AIM OF THE EXERCISE: Report how many lines of these entries hold the string "metadata"; reply with the number alone.

-------- DATA FOR ANALYSIS

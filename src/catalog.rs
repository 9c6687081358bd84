// Catalog module for photo library adapters behind the AssetCatalog trait

use crate::domain::{AuthorizationState, CandidateFilter, MediaItem};
use crate::error::Result;
use crate::preview::{Thumbnail, ThumbnailSize};
use async_trait::async_trait;
use tokio::sync::mpsc;

mod directory;
mod memory;

pub use directory::{DirectoryCatalog, DEFAULT_SCREENSHOT_PATTERNS};
pub use memory::MemoryCatalog;

/// One result delivered for a thumbnail request.
///
/// A catalog may send a quick degraded preview before the final image, only
/// one of the two, or nothing at all.
#[derive(Debug, Clone, PartialEq, Eq)]
pub enum ThumbnailDelivery {
    Degraded(Thumbnail),
    Final(Thumbnail),
    Failed(String),
}

#[async_trait]
pub trait AssetCatalog: Send + Sync {
    /// Current access to the library, without prompting
    fn authorization(&self) -> AuthorizationState;

    /// Asks for access if it has not been decided yet
    async fn request_authorization(&self) -> AuthorizationState;

    /// Items matching `filter`, newest first, at most `limit` of them.
    ///
    /// Fails with `AdapterUnavailable` when access has not been granted.
    async fn list_candidates(
        &self,
        filter: CandidateFilter,
        limit: usize,
    ) -> Result<Vec<MediaItem>>;

    /// Starts producing a thumbnail for `item`.
    ///
    /// Dropping the receiver cancels the request; senders must treat a closed
    /// channel as the signal to stop work.
    fn request_thumbnail(
        &self,
        item: &MediaItem,
        target: ThumbnailSize,
    ) -> mpsc::Receiver<ThumbnailDelivery>;

    /// Best-effort size of the item in bytes, zero when unknown
    fn estimated_size(&self, item: &MediaItem) -> u64;

    /// Deletes every item in one operation, so the user confirms at most once
    async fn batch_delete(&self, items: &[MediaItem]) -> Result<()>;
}
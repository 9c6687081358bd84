// Directory catalog serving a folder on disk as the photo library

use super::{AssetCatalog, ThumbnailDelivery};
use crate::domain::{sort_newest_first, AuthorizationState, CandidateFilter, MediaItem};
use crate::error::{Result, SweepError};
use crate::preview::{load_image, render_thumbnail, ThumbnailQuality, ThumbnailSize};
use async_trait::async_trait;
use chrono::{DateTime, Utc};
use std::fs;
use std::io;
use std::path::{Path, PathBuf};
use tokio::sync::mpsc;
use tracing::{debug, info, warn};

/// File-name fragments that mark a screenshot on common desktop and phone platforms
pub const DEFAULT_SCREENSHOT_PATTERNS: &[&str] = &[
    "screenshot",
    "screen shot",
    "bildschirmfoto",
    "capture d",
    "スクリーンショット",
];

/// Extensions treated as photos
fn is_image_extension(ext: &str) -> bool {
    matches!(
        ext.to_lowercase().as_str(),
        "png" | "jpg" | "jpeg" | "gif" | "bmp" | "webp" | "heic"
    )
}

/// A directory on disk used as the photo library
#[derive(Debug, Clone)]
pub struct DirectoryCatalog {
    root: PathBuf,
    screenshot_patterns: Vec<String>,
    /// Dry run mode - deletions are logged, files stay where they are
    dry_run: bool,
}

impl DirectoryCatalog {
    pub fn new(root: impl Into<PathBuf>) -> Self {
        Self {
            root: root.into(),
            screenshot_patterns: DEFAULT_SCREENSHOT_PATTERNS
                .iter()
                .map(|p| p.to_string())
                .collect(),
            dry_run: false,
        }
    }

    /// Replaces the screenshot name patterns (matched case-insensitively)
    pub fn with_screenshot_patterns(mut self, patterns: Vec<String>) -> Self {
        self.screenshot_patterns = patterns.into_iter().map(|p| p.to_lowercase()).collect();
        self
    }

    pub fn set_dry_run(&mut self, dry_run: bool) {
        self.dry_run = dry_run;
    }

    pub fn is_dry_run(&self) -> bool {
        self.dry_run
    }

    pub fn root(&self) -> &Path {
        &self.root
    }

    fn path_of(&self, item: &MediaItem) -> PathBuf {
        self.root.join(&item.name)
    }

    fn is_screenshot_name(&self, name: &str) -> bool {
        let name = name.to_lowercase();
        self.screenshot_patterns
            .iter()
            .any(|pattern| name.contains(pattern.as_str()))
    }

    /// Scans the directory, newest first. Unreadable entries are skipped.
    fn discover(&self, filter: CandidateFilter, limit: usize) -> io::Result<Vec<MediaItem>> {
        let mut items = Vec::new();

        for entry_result in fs::read_dir(&self.root)? {
            let entry = match entry_result {
                Ok(e) => e,
                Err(_) => continue,
            };

            let path = entry.path();

            let file_name = match path.file_name().and_then(|n| n.to_str()) {
                Some(name) => name.to_string(),
                None => continue,
            };

            if file_name.starts_with('.') {
                continue;
            }

            let extension = path.extension().and_then(|e| e.to_str()).unwrap_or("");
            if !is_image_extension(extension) {
                continue;
            }

            if filter == CandidateFilter::Screenshots && !self.is_screenshot_name(&file_name) {
                continue;
            }

            let metadata = match fs::metadata(&path) {
                Ok(m) => m,
                Err(_) => continue,
            };

            if !metadata.is_file() {
                continue;
            }

            // Creation time is not available on every filesystem
            let created = match metadata.created().or_else(|_| metadata.modified()) {
                Ok(t) => t,
                Err(_) => continue,
            };
            let created_at: DateTime<Utc> = created.into();

            items.push(MediaItem::new(
                path.to_string_lossy().into_owned(),
                file_name,
                created_at,
                metadata.len(),
            ));
        }

        sort_newest_first(&mut items);
        items.truncate(limit);
        Ok(items)
    }
}

#[async_trait]
impl AssetCatalog for DirectoryCatalog {
    fn authorization(&self) -> AuthorizationState {
        match fs::read_dir(&self.root) {
            Ok(_) => AuthorizationState::Authorized,
            Err(e) if e.kind() == io::ErrorKind::NotFound => AuthorizationState::Denied,
            Err(_) => AuthorizationState::Restricted,
        }
    }

    async fn request_authorization(&self) -> AuthorizationState {
        // Filesystem permissions cannot be granted from here
        self.authorization()
    }

    async fn list_candidates(
        &self,
        filter: CandidateFilter,
        limit: usize,
    ) -> Result<Vec<MediaItem>> {
        let state = self.authorization();
        if !state.grants_access() {
            return Err(SweepError::AdapterUnavailable(format!(
                "{} is not accessible ({:?})",
                self.root.display(),
                state
            )));
        }

        let catalog = self.clone();
        let items = tokio::task::spawn_blocking(move || catalog.discover(filter, limit))
            .await
            .map_err(|e| io::Error::other(format!("Scan task failed: {}", e)))??;

        debug!(root = %self.root.display(), count = items.len(), "Listed candidates");
        Ok(items)
    }

    fn request_thumbnail(
        &self,
        item: &MediaItem,
        target: ThumbnailSize,
    ) -> mpsc::Receiver<ThumbnailDelivery> {
        let (tx, rx) = mpsc::channel(2);
        let path = self.path_of(item);

        tokio::task::spawn_blocking(move || {
            let img = match load_image(&path) {
                Ok(img) => img,
                Err(e) => {
                    let _ = tx.blocking_send(ThumbnailDelivery::Failed(e.to_string()));
                    return;
                }
            };

            for quality in [ThumbnailQuality::Degraded, ThumbnailQuality::Final] {
                // Receiver gone means the request was cancelled
                if tx.is_closed() {
                    return;
                }

                let delivery = match render_thumbnail(&img, target, quality) {
                    Ok(thumb) if quality == ThumbnailQuality::Degraded => {
                        ThumbnailDelivery::Degraded(thumb)
                    }
                    Ok(thumb) => ThumbnailDelivery::Final(thumb),
                    Err(e) => ThumbnailDelivery::Failed(e.to_string()),
                };
                let failed = matches!(delivery, ThumbnailDelivery::Failed(_));

                if tx.blocking_send(delivery).is_err() || failed {
                    return;
                }
            }
        });

        rx
    }

    fn estimated_size(&self, item: &MediaItem) -> u64 {
        fs::metadata(self.path_of(item))
            .map(|m| m.len())
            .unwrap_or(0)
    }

    async fn batch_delete(&self, items: &[MediaItem]) -> Result<()> {
        let paths: Vec<PathBuf> = items.iter().map(|item| self.path_of(item)).collect();

        if let Some(missing) = paths.iter().find(|p| !p.exists()) {
            return Err(SweepError::DeleteFailed(format!(
                "File not found: {}",
                missing.display()
            )));
        }

        if self.dry_run {
            info!(count = paths.len(), "[DRY RUN] Would move files to trash");
            return Ok(());
        }

        let count = paths.len();
        tokio::task::spawn_blocking(move || trash::delete_all(&paths))
            .await
            .map_err(|e| SweepError::DeleteFailed(format!("Trash task failed: {}", e)))?
            .map_err(|e| {
                warn!(error = %e, "Moving files to trash failed");
                SweepError::DeleteFailed(format!("Trash error: {}", e))
            })?;

        info!(count, "Moved files to trash");
        Ok(())
    }
}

----------------

RESULT OF THE EXERCISE: 5